I struggled a bit to prepare a homily for my friend David’s memorial service, which was held this past weekend. He was a complicated man. His intellectual prowess was extraordinary, but it also contributed to a fatal arrogance that led him to believe that he could outwit the reality of his addictive illness. He couldn’t, and didn’t. I talked about that in my remarks, as did the others who lovingly remembered him. We were sad to lose him – and angry that he wouldn’t follow up on all of our efforts to coax him to health.
As I sorted through the sadness and anger over losing my good friend, I was filled with gratitude for the remarkable gift of hospitality that David brought to his friends and community. His home became a community center as he hosted parties, salons, and community gatherings. He welcomed his many guests with an open heart. He wanted to bring out the best in people. He thrilled in developing new relationships, and was most excited when he introduced people to each other.
David tried to greet people with an open mind, which was harder to do — especially with the two of us — given that we were on opposite sides of the political spectrum. Whenever we got together, we followed a ritual: we began by expressing our affection for each other, and then – for a prescribed length of time, we would go at it – disagreeing about most everything except perhaps for a motion to adjourn. We were civil in our disagreements, and passionate in our arguments. We listened to each other – or at least tried to, but when we were done with the debate and disagreement, we verbally reminded ourselves that we loved each other. That our friendship was far more important than our different political perspectives.
David introduced me to a deeper understanding of and a greater appreciation for hospitality. This hospitality goes beyond being gracious and polite, which are important to be sure – to an embrace of the other in the fullness of their humanity. David demonstrated that again and again. His form of hospitality went broader and extended much wider than what is offered by the “hospitality” industry. I hope that his example rubbed off on me.

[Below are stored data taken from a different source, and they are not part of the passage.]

//! Quote price calculation engine.
//!
//! Computes buy/sell spreads and prices from:
//! - Basis price (mid, last, or last fill)
//! - Inventory exposure normalized by `max_stock_ratio`
//! - Optional volatility factor, gated by `SpreadMode`
//!
//! Spread follows a piecewise-linear curve with its balance point at 0.5:
//!
//! ```text
//! ratio    0.0 ────────── 0.5 ────────── 1.0
//! widen    min ────────── base ───────── max
//! narrow   max ────────── base ───────── min
//! ```
//!
//! In `long` mode the buy side widens and the sell side narrows as long
//! inventory grows; `short` mirrors that. In `both` mode the signed net
//! ratio drives the buy side when positive and the sell side when
//! negative, so both sides sit at `min` when flat.

use rust_decimal::Decimal;
use rust_decimal_macros::dec;

use skew_core::{DirectionMode, OrderSide, Price};

use crate::config::{QuoteConfig, SpreadMode};
use crate::inventory::InventoryExposure;

const BALANCE_POINT: Decimal = dec!(0.5);

/// Spread curve anchors.
#[derive(Debug, Clone, Copy, PartialEq, Eq)]
pub struct SpreadBounds {
    pub min: Decimal,
    pub base: Decimal,
    pub max: Decimal,
}

impl SpreadBounds {
    pub fn from_config(config: &QuoteConfig) -> Self {
        Self {
            min: config.min_spread,
            base: config.base_spread,
            max: config.max_spread,
        }
    }

    /// Spread on the accumulating side: min at 0, base at 0.5, max at 1.
    pub fn widening(&self, ratio: Decimal) -> Decimal {
        let x = ratio.clamp(Decimal::ZERO, Decimal::ONE);
        let spread = if x < BALANCE_POINT {
            self.min + (self.base - self.min) * (x / BALANCE_POINT)
        } else {
            self.base + (self.max - self.base) * ((x - BALANCE_POINT) / BALANCE_POINT)
        };
        self.clamp(spread)
    }

    /// Spread on the reducing side: max at 0, base at 0.5, min at 1.
    pub fn narrowing(&self, ratio: Decimal) -> Decimal {
        self.widening(Decimal::ONE - ratio.clamp(Decimal::ZERO, Decimal::ONE))
    }

    fn clamp(&self, spread: Decimal) -> Decimal {
        spread.max(self.min).min(self.max)
    }

    /// Every anchor multiplied by `factor`, then kept inside `[floor, cap]`.
    fn scaled(&self, factor: Decimal, floor: Decimal, cap: Decimal) -> Self {
        let scale = |s: Decimal| (s * factor).max(floor).min(cap);
        Self {
            min: scale(self.min),
            base: scale(self.base),
            max: scale(self.max),
        }
    }

    /// Linear interpolation toward `other` by `weight` in `[0, 1]`.
    fn blend(&self, other: &Self, weight: Decimal) -> Self {
        let w = weight.clamp(Decimal::ZERO, Decimal::ONE);
        let lerp = |a: Decimal, b: Decimal| a + (b - a) * w;
        Self {
            min: lerp(self.min, other.min),
            base: lerp(self.base, other.base),
            max: lerp(self.max, other.max),
        }
    }
}

/// Computed quote for one instrument.
#[derive(Debug, Clone, Copy, PartialEq, Eq)]
pub struct Quote {
    pub buy_spread: Decimal,
    pub sell_spread: Decimal,
    pub buy_price: Price,
    pub sell_price: Price,
    pub basis_price: Price,
}

impl Quote {
    /// Target price for an order side.
    pub fn price_for(&self, side: OrderSide) -> Price {
        match side {
            OrderSide::Buy => self.buy_price,
            OrderSide::Sell => self.sell_price,
        }
    }
}

/// Map a volatility estimate to a multiplicative spread factor.
///
/// `1 + volatility * sensitivity`, clamped to `[factor_floor, factor_cap]`.
pub fn volatility_factor(volatility: Decimal, config: &QuoteConfig) -> Decimal {
    (Decimal::ONE + volatility * config.volatility_sensitivity)
        .max(config.factor_floor)
        .min(config.factor_cap)
}

/// Spread anchors after applying the configured spread mode.
///
/// `exposure` is the magnitude of the normalized inventory ratio; it only
/// matters in hybrid mode. Without a volatility factor every mode falls
/// back to the fixed bounds.
pub fn effective_bounds(
    config: &QuoteConfig,
    volatility_factor: Option<Decimal>,
    exposure: Decimal,
) -> SpreadBounds {
    let fixed = SpreadBounds::from_config(config);
    let Some(factor) = volatility_factor else {
        return fixed;
    };
    let dynamic = fixed.scaled(factor, config.allowed_min_spread, config.allowed_max_spread);

    match config.spread_mode {
        SpreadMode::Fixed => fixed,
        SpreadMode::Dynamic => dynamic,
        SpreadMode::Hybrid => {
            let x = exposure.abs();
            if x <= config.inventory_safe_threshold {
                fixed
            } else if x >= config.inventory_risk_threshold {
                dynamic
            } else {
                let weight = (x - config.inventory_safe_threshold)
                    / (config.inventory_risk_threshold - config.inventory_safe_threshold);
                fixed.blend(&dynamic, weight)
            }
        }
    }
}

/// Buy and sell spreads for the given direction mode and normalized ratio.
///
/// `ratio` is in `[0, 1]` for `long`/`short` and signed in `[-1, 1]` for `both`.
pub fn compute_spreads(
    bounds: &SpreadBounds,
    mode: DirectionMode,
    ratio: Decimal,
) -> (Decimal, Decimal) {
    match mode {
        DirectionMode::Long => (bounds.widening(ratio), bounds.narrowing(ratio)),
        DirectionMode::Short => (bounds.narrowing(ratio), bounds.widening(ratio)),
        DirectionMode::Both => {
            let long_side = ratio.max(Decimal::ZERO);
            let short_side = (-ratio).max(Decimal::ZERO);
            (bounds.widening(long_side), bounds.widening(short_side))
        }
    }
}

/// Compute a quote around `basis_price`.
///
/// Pure function of its inputs; no I/O.
pub fn compute_quote(
    config: &QuoteConfig,
    mode: DirectionMode,
    exposure: &InventoryExposure,
    basis_price: Price,
    volatility_factor: Option<Decimal>,
) -> Quote {
    let ratio = exposure.normalized(mode, config.max_stock_ratio);
    let bounds = effective_bounds(config, volatility_factor, ratio);
    let (buy_spread, sell_spread) = compute_spreads(&bounds, mode, ratio);

    Quote {
        buy_spread,
        sell_spread,
        buy_price: basis_price * (Decimal::ONE - buy_spread),
        sell_price: basis_price * (Decimal::ONE + sell_spread),
        basis_price,
    }
}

And I pray that through the mystery of life and death David’s gift for hospitality would have some effect on the American culture. Hospitality seems to be under threat. The value of this deep hospitality – which moves beyond the etiquette of the ego to the work of the soul, is being pummeled to death on a daily basis. Ideas – and even people –are not just being made to feel unwelcomed, but in more cases that we can count are being banished altogether.
Hospitality doesn’t mean that everyone who wants to come to this country should be let in. Hospitality doesn’t mean that every idea, policy or platform needs to be accepted. But hospitality does mean that everyone’s humanity needs to be acknowledged and honored. And increasingly that is not happening.
Jesus fought for hospitality. And he fought those who refused to provide it: “But whenever you enter a town and they do not welcome you, go out into its streets and say, Even the dust of your town that clings to our feet, we wipe off in protest against you.” (Luke 10 10-11) For Jesus, offering hospitality was a non-negotiable demand.
I have another friend, Mac, who died unexpectedly a little over two years ago. He was a college classmate, teammate and roommate. A terrific friend and a brilliant vascular surgeon. During his surgical residency he told me that he no longer dealt with people, but with problems, which he spent his time trying to solve.That saddened me, because Mac had an open heart in addition to having a brilliant mind; and yet I understood his need to master the technical dimensions of his craft. Yet when he completed his residency and eventually became chair of a department of surgery, his focus flipped. He now began with his patients as people, and then addressed their problems. Hospitality took over. His consummate skill as a surgeon was certainly important, but not as valuable as his compassion for his patients. For me, Mac was a doctor of hospitality.
When we deal with people as problems, we create a distance between one another, which can lead to fear, prejudice and cruelty. We also become disengaged from our souls. Providing hospitality – even when we don’t want to offer it – can be a corrective to reducing people to problem status. David and Mac were great guides for me.Their legacy continues. May they rest in peace.